= Problem statement =
So that the copy matches the original, write out every entry exactly.

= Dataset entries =
-.-.-

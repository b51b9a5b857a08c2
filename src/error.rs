use thiserror::Error;

#[derive(Error, Debug, Clone, PartialEq)]
pub enum Error {
    #[error("JSON error: {0}")]
    Json(#[from] jsonbridge::JsonBridgeError),

    #[error("Selector error: {0}")]
    Selector(#[from] selector_builder::SelectorError),
}

impl From<jsonbridge::ParseError> for Error {
    fn from(err: jsonbridge::ParseError) -> Self {
        Error::Json(err.into())
    }
}

impl From<jsonbridge::ConstructionError> for Error {
    fn from(err: jsonbridge::ConstructionError) -> Self {
        Error::Json(err.into())
    }
}

// Create a type alias for convenience
pub type Result<T> = std::result::Result<T, Error>;
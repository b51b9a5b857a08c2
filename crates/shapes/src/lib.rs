//! Simple geometric records.
//!
//! Each shape serializes with serde and implements
//! [`jsonbridge::Reconstruct`], so it can be rebuilt from the JSON it
//! serializes to.

mod circle;
mod rectangle;

pub use circle::Circle;
pub use rectangle::{Rectangle, make_rectangle};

-.-.-

= Finished exercise =
repository b51b9a5b857a08c2
filename src/error.rs
use thiserror::Error;

#[derive(Error, Debug, Clone, PartialEq)]
pub enum Error {
    #[error("JSON error: {0}")]
    Json(#[from] jsonbridge::JsonBridgeError),

    #[error("Selector error: {0}")]
    Selector(#[from] selector_builder::SelectorError),
}

impl From<jsonbridge::ParseError> for Error {
    fn from(err: jsonbridge::ParseError) -> Self {
        Error::Json(err.into())
    }
}

impl From<jsonbridge::ConstructionError> for Error {
    fn from(err: jsonbridge::ConstructionError) -> Self {
        Error::Json(err.into())
    }
}

// Create a type alias for convenience
pub type Result<T> = std::result::Result<T, Error>;
repository b51b9a5b857a08c2
filename crates/shapes/src/lib.rs
//! Simple geometric records.
//!
//! Each shape serializes with serde and implements
//! [`jsonbridge::Reconstruct`], so it can be rebuilt from the JSON it
//! serializes to.

mod circle;
mod rectangle;

pub use circle::Circle;
pub use rectangle::{Rectangle, make_rectangle};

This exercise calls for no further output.